Task goal
Everything in the listing below from the line containing "pub use kinds::EntityKind;" through the line containing "relation that is" must be repeated exactly; the remaining lines are not wanted.

----

//! In-memory persistence for embedding and tests.

use crate::{EditorError, EditorResult, EntityEditor};
use sta_graph::FetchSpec;
use sta_model::Entity;
use sta_types::EntityId;
use std::collections::HashMap;
use std::sync::{Mutex, MutexGuard, PoisonError};

/// A `HashMap`-backed [`EntityEditor`].
///
/// Entities are stored whole, so fetch specs are a no-op hint: every
/// relation reference an entity carries is already materialized.
#[derive(Debug, Default)]
pub struct MemoryStore {
    entities: Mutex<HashMap<EntityId, Entity>>,
}

impl MemoryStore {
    /// Creates an empty store.
    #[must_use]
    pub fn new() -> Self {
        Self::default()
    }

    /// Number of stored entities.
    #[must_use]
    pub fn len(&self) -> usize {
        self.lock().len()
    }

    /// True when the store holds nothing.
    #[must_use]
    pub fn is_empty(&self) -> bool {
        self.lock().is_empty()
    }

    fn lock(&self) -> MutexGuard<'_, HashMap<EntityId, Entity>> {
        self.entities.lock().unwrap_or_else(PoisonError::into_inner)
    }
}

impl EntityEditor for MemoryStore {
    fn find_by_id(
        &self,
        id: &EntityId,
        _fetch: Option<&FetchSpec>,
    ) -> EditorResult<Option<Entity>> {
        Ok(self.lock().get(id).cloned())
    }

    fn save(&self, entity: Entity) -> EditorResult<Entity> {
        self.lock().insert(entity.id().clone(), entity.clone());
        Ok(entity)
    }

    fn delete_by_id(&self, id: &EntityId) -> EditorResult<()> {
        self.lock()
            .remove(id)
            .map(|_| ())
            .ok_or_else(|| EditorError::Missing(id.clone()))
    }

    fn exists_by_id(&self, id: &EntityId) -> EditorResult<bool> {
        Ok(self.lock().contains_key(id))
    }
}
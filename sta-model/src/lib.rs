//! Entity model for the SensorThings core.
//!
//! Defines the typed entity structs (Thing, Location, Datastream, Sensor,
//! Observation, FeatureOfInterest, ObservedProperty, HistoricalLocation and
//! the Party/Project/Group/License/Relation extension types), the [`Entity`]
//! tagged union the rest of the engine dispatches on, and the canonical
//! [`fields`] name table used by change notification.
//!
//! Open-ended payloads (geometry, properties, parameters, observation
//! results, feature geometries) are carried as raw `serde_json::Value`; their
//! structure belongs to the excluded wire layer, not to this core.

mod entity;
pub mod fields;
mod kinds;

pub use entity::{
    Datastream, Entity, FeatureOfInterest, Group, HistoricalLocation, License, Location,
    Observation, ObservedProperty, Party, Project, Relation, Sensor, Thing, UnitOfMeasurement,
};
pub use kinds::EntityKind;
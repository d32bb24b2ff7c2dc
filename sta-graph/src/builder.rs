//! The per-request fetch-plan builder and its per-kind configuration tables.

use crate::{ExpandDirective, FetchSpec, GraphError};
use sta_model::EntityKind;
use std::collections::BTreeSet;
use tracing::debug;

/// Static fetch configuration for one entity kind.
///
/// `baseline` tokens are fetched on every read of the kind; `expansions`
/// maps a public `$expand` target to the storage-schema tokens it
/// contributes. An entry with an empty token list marks a relation that is
/// valid to expand but always loaded by its own paged query (observation
/// collections and the like).
struct GraphConfig {
    baseline: &'static [&'static str],
    expansions: &'static [(&'static str, &'static [&'static str])],
}

static THING: GraphConfig = GraphConfig {
    baseline: &[],
    expansions: &[
        ("Locations", &["locations"]),
        ("HistoricalLocations", &[]),
        ("Datastreams", &[]),
        ("Party", &["party"]),
    ],
};

static LOCATION: GraphConfig = GraphConfig {
    baseline: &[],
    expansions: &[("Things", &["platforms"]), ("HistoricalLocations", &[])],
};

static HISTORICAL_LOCATION: GraphConfig = GraphConfig {
    baseline: &[],
    expansions: &[("Thing", &["platform"]), ("Locations", &["locations"])],
};

static DATASTREAM: GraphConfig = GraphConfig {
    baseline: &["parameters", "format", "unit"],
    expansions: &[
        ("Sensor", &["procedure", "procedure.format"]),
        ("Thing", &["platform"]),
        ("ObservedProperty", &["phenomenon"]),
        ("Observations", &[]),
        ("Party", &["party"]),
        ("Project", &["project"]),
        ("License", &["license"]),
    ],
};

static SENSOR: GraphConfig = GraphConfig {
    baseline: &["format"],
    expansions: &[("Datastreams", &[])],
};

static OBSERVED_PROPERTY: GraphConfig = GraphConfig {
    baseline: &[],
    expansions: &[("Datastreams", &[])],
};

static OBSERVATION: GraphConfig = GraphConfig {
    baseline: &["parameters"],
    expansions: &[
        ("Datastream", &["dataset", "dataset.unit"]),
        ("FeatureOfInterest", &["feature"]),
    ],
};

static FEATURE_OF_INTEREST: GraphConfig = GraphConfig {
    baseline: &[],
    expansions: &[("Observations", &[])],
};

static PARTY: GraphConfig = GraphConfig {
    baseline: &[],
    expansions: &[("Things", &[]), ("Datastreams", &[])],
};

static PROJECT: GraphConfig = GraphConfig {
    baseline: &[],
    expansions: &[("Datastreams", &[])],
};

static GROUP: GraphConfig = GraphConfig {
    baseline: &[],
    expansions: &[("Relations", &[])],
};

static LICENSE: GraphConfig = GraphConfig {
    baseline: &[],
    expansions: &[("Datastreams", &[])],
};

static RELATION: GraphConfig = GraphConfig {
    baseline: &[],
    expansions: &[("Subject", &["subject"]), ("Object", &["object"])],
};

const fn config_for(kind: EntityKind) -> &'static GraphConfig {
    match kind {
        EntityKind::Thing => &THING,
        EntityKind::Location => &LOCATION,
        EntityKind::HistoricalLocation => &HISTORICAL_LOCATION,
        EntityKind::Datastream => &DATASTREAM,
        EntityKind::Sensor => &SENSOR,
        EntityKind::ObservedProperty => &OBSERVED_PROPERTY,
        EntityKind::Observation => &OBSERVATION,
        EntityKind::FeatureOfInterest => &FEATURE_OF_INTEREST,
        EntityKind::Party => &PARTY,
        EntityKind::Project => &PROJECT,
        EntityKind::Group => &GROUP,
        EntityKind::License => &LICENSE,
        EntityKind::Relation => &RELATION,
    }
}

/// Builds one merged [`FetchSpec`] for a read of a given entity kind.
///
/// One builder per request. The builder is seeded with the kind's baseline
/// tokens; at most one `$expand` directive per navigation target is then
/// folded in via [`add_expand`](GraphBuilder::add_expand).
#[derive(Debug)]
pub struct GraphBuilder {
    kind: EntityKind,
    tokens: BTreeSet<&'static str>,
}

impl GraphBuilder {
    /// Creates a builder for the kind, pre-registering its baseline tokens.
    #[must_use]
    pub fn for_kind(kind: EntityKind) -> Self {
        let mut tokens = BTreeSet::new();
        tokens.extend(config_for(kind).baseline.iter().copied());
        Self { kind, tokens }
    }

    /// The kind this builder plans for.
    #[must_use]
    pub const fn kind(&self) -> EntityKind {
        self.kind
    }

    /// Folds an expand directive into the plan.
    ///
    /// A directive with nested `$filter`/`$expand` is skipped without
    /// contributing tokens: its collection needs an independent filtered
    /// query. A flat directive whose target is unknown for this kind is a
    /// client error. Re-adding the same directive is a no-op.
    pub fn add_expand(&mut self, directive: &ExpandDirective) -> Result<(), GraphError> {
        if directive.options.requires_item_queries() {
            debug!(
                "Expand of {} on {} carries nested options, deferring to per-item queries",
                directive.target, self.kind
            );
            return Ok(());
        }

        let config = config_for(self.kind);
        let tokens = config
            .expansions
            .iter()
            .find(|(name, _)| *name == directive.target)
            .map(|(_, tokens)| *tokens)
            .ok_or_else(|| GraphError::InvalidExpand {
                kind: self.kind,
                relation: directive.target.clone(),
            })?;

        self.tokens.extend(tokens.iter().copied());
        Ok(())
    }

    /// Returns the merged fetch spec, or `None` when no tokens were ever
    /// registered; the caller should fall back to default lazy loading.
    #[must_use]
    pub fn build(&self) -> Option<FetchSpec> {
        if self.tokens.is_empty() {
            return None;
        }
        let mut spec = FetchSpec::new();
        for token in &self.tokens {
            spec.insert_known(token);
        }
        Some(spec)
    }
}
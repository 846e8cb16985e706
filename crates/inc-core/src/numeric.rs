use crate::CoreError;

/// Smallest time step used when dividing by elapsed time.
pub const MIN_DT_S: f64 = 1e-6;

pub fn ensure_finite(v: f64, what: &'static str) -> Result<f64, CoreError> {
    if v.is_finite() {
        Ok(v)
    } else {
        Err(CoreError::NonFinite { what, value: v })
    }
}

/// Rate of change between two samples, with the time step floored at [`MIN_DT_S`].
pub fn rate_of_change(prev: f64, prev_t: f64, value: f64, t: f64) -> f64 {
    (value - prev) / (t - prev_t).max(MIN_DT_S)
}
//! Heater bank regulation.
//!
//! The PID output is a duty fraction of a fixed one-second phase window.
//! Within each window the whole bank is on while `now mod 1.0 < duty`.
//!
//! `update` runs once per tick, so the effective switching resolution is the
//! tick interval: with a 0.5 s tick the bank can only change state twice per
//! window. This is a property of the loop, not something the regulator
//! compensates for.

use serde::{Deserialize, Serialize};
use tracing::debug;

use inc_core::MIN_DT_S;

use crate::actuator::SharedActuator;
use crate::error::{ControlError, ControlResult};
use crate::pid::{PidController, PidGains, PidState};

/// Length of the heater phase window (seconds).
pub const PWM_WINDOW_S: f64 = 1.0;

/// Heater regulator configuration.
#[derive(Debug, Clone, PartialEq, Serialize, Deserialize)]
pub struct HeaterConfig {
    /// Target temperature (°C).
    pub setpoint: f64,
    /// Fraction of setpoint below which the reading is displayed as cold.
    pub threshold: f64,
    pub pid: PidGains,
    /// Duty limits, within `[0, 1]`.
    #[serde(default = "default_output_limits")]
    pub output_limits: (f64, f64),
}

fn default_output_limits() -> (f64, f64) {
    (0.0, 1.0)
}

/// Display classification of a temperature reading.
#[derive(Debug, Clone, Copy, PartialEq, Eq, Serialize, Deserialize)]
#[serde(rename_all = "snake_case")]
pub enum TemperatureBand {
    /// Below `setpoint * threshold`.
    Cold,
    /// Between `setpoint * threshold` and `setpoint`.
    Approaching,
    /// At or above setpoint.
    AtSetpoint,
}

/// Result of one heater update.
#[derive(Debug, Clone, Copy, PartialEq)]
pub struct HeaterOutput {
    /// Clamped PID output.
    pub duty: f64,
    /// Whether the bank was energized this tick.
    pub on: bool,
}

/// Duty-cycled heater bank. All pins are ganged.
pub struct HeaterRegulator {
    config: HeaterConfig,
    pid: PidController,
    pid_state: PidState,
    pins: Vec<SharedActuator>,
    last_update_s: Option<f64>,
    last_output: HeaterOutput,
}

impl HeaterRegulator {
    pub fn new(config: HeaterConfig, pins: Vec<SharedActuator>) -> ControlResult<Self> {
        if !(config.setpoint.is_finite() && config.setpoint > 0.0) {
            return Err(ControlError::InvalidArg {
                what: "heater setpoint must be positive",
            });
        }
        if !(config.threshold > 0.0 && config.threshold <= 1.0) {
            return Err(ControlError::InvalidArg {
                what: "heater threshold must be in (0, 1]",
            });
        }
        let (out_min, out_max) = config.output_limits;
        if out_min < 0.0 || out_max > 1.0 {
            return Err(ControlError::InvalidArg {
                what: "heater output limits must lie within [0, 1]",
            });
        }
        if pins.is_empty() {
            return Err(ControlError::InvalidArg {
                what: "heater bank needs at least one pin",
            });
        }
        let pid = PidController::new(config.pid, out_min, out_max)?;
        Ok(Self {
            config,
            pid,
            pid_state: PidState::default(),
            pins,
            last_update_s: None,
            last_output: HeaterOutput {
                duty: 0.0,
                on: false,
            },
        })
    }

    /// Feed a temperature reading and drive the bank for this tick.
    pub fn update(&mut self, temp: f64, now: f64) -> ControlResult<HeaterOutput> {
        let dt = self
            .last_update_s
            .map_or(MIN_DT_S, |last| (now - last).max(MIN_DT_S));
        let (state, duty) = self
            .pid
            .update(&self.pid_state, temp, self.config.setpoint, dt);
        self.pid_state = state;
        self.last_update_s = Some(now);

        let phase = now.rem_euclid(PWM_WINDOW_S);
        let on = phase < duty;
        for pin in &self.pins {
            pin.set(on)?;
        }

        debug!(temp, duty, phase, on, "heater update");
        self.last_output = HeaterOutput { duty, on };
        Ok(self.last_output)
    }

    /// Drive the whole bank off without regulating.
    ///
    /// The PID restarts from rest on the next `update`, so time spent forced
    /// off does not accumulate into the integral.
    pub fn force_off(&mut self) -> ControlResult<HeaterOutput> {
        for pin in &self.pins {
            pin.set(false)?;
        }
        self.pid_state = PidState::default();
        self.last_update_s = None;
        self.last_output = HeaterOutput {
            duty: 0.0,
            on: false,
        };
        Ok(self.last_output)
    }

    /// Pure display classification; never touches the outputs.
    pub fn color(&self, val: f64) -> TemperatureBand {
        if val < self.config.setpoint * self.config.threshold {
            TemperatureBand::Cold
        } else if val < self.config.setpoint {
            TemperatureBand::Approaching
        } else {
            TemperatureBand::AtSetpoint
        }
    }

    /// Duty computed by the most recent update.
    pub fn duty(&self) -> f64 {
        self.last_output.duty
    }

    pub fn is_energized(&self) -> bool {
        self.last_output.on
    }

    pub fn config(&self) -> &HeaterConfig {
        &self.config
    }

    pub fn pins(&self) -> &[SharedActuator] {
        &self.pins
    }
}
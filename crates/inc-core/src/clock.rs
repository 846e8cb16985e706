//! Elapsed-time sources for the regulation loop.
//!
//! All timing logic consumes seconds since the engine started, never the
//! time of day. Production code uses [`MonotonicClock`]; tests drive a
//! [`ManualClock`] to hit exact phase and timer boundaries.

use std::sync::Arc;
use std::sync::atomic::{AtomicU64, Ordering};
use std::time::Instant;

/// Source of elapsed seconds since some fixed start point.
pub trait Clock: Send {
    fn elapsed_s(&self) -> f64;
}

/// Wall-clock elapsed time measured from construction.
#[derive(Debug, Clone, Copy)]
pub struct MonotonicClock {
    start: Instant,
}

impl MonotonicClock {
    /// Start a clock at the current instant.
    pub fn start() -> Self {
        Self {
            start: Instant::now(),
        }
    }
}

impl Default for MonotonicClock {
    fn default() -> Self {
        Self::start()
    }
}

impl Clock for MonotonicClock {
    fn elapsed_s(&self) -> f64 {
        self.start.elapsed().as_secs_f64()
    }
}

/// Manually driven clock. Clones share the same time.
#[derive(Debug, Clone, Default)]
pub struct ManualClock {
    bits: Arc<AtomicU64>,
}

impl ManualClock {
    pub fn new(start_s: f64) -> Self {
        Self {
            bits: Arc::new(AtomicU64::new(start_s.to_bits())),
        }
    }

    pub fn set(&self, t_s: f64) {
        self.bits.store(t_s.to_bits(), Ordering::Relaxed);
    }

    pub fn advance(&self, dt_s: f64) {
        self.set(self.now() + dt_s);
    }

    pub fn now(&self) -> f64 {
        f64::from_bits(self.bits.load(Ordering::Relaxed))
    }
}

impl Clock for ManualClock {
    fn elapsed_s(&self) -> f64 {
        self.now()
    }
}

#[cfg(test)]
mod tests {
    use super::*;

    #[test]
    fn manual_clock_shared_between_clones() {
        let clock = ManualClock::new(0.0);
        let other = clock.clone();
        clock.advance(1.5);
        assert_eq!(other.elapsed_s(), 1.5);
        other.set(10.0);
        assert_eq!(clock.now(), 10.0);
    }

    #[test]
    fn monotonic_clock_never_negative() {
        let clock = MonotonicClock::start();
        let a = clock.elapsed_s();
        let b = clock.elapsed_s();
        assert!(a >= 0.0);
        assert!(b >= a);
    }
}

----

Answer area
pub use kinds::EntityKind;
repository d32bb24b2ff7c2dc
filename sta-graph/src/builder.rs
//! The per-request fetch-plan builder and its per-kind configuration tables.

use crate::{ExpandDirective, FetchSpec, GraphError};
use sta_model::EntityKind;
use std::collections::BTreeSet;
use tracing::debug;

/// Static fetch configuration for one entity kind.
///
/// `baseline` tokens are fetched on every read of the kind; `expansions`
/// maps a public `$expand` target to the storage-schema tokens it
/// contributes. An entry with an empty token list marks a relation that is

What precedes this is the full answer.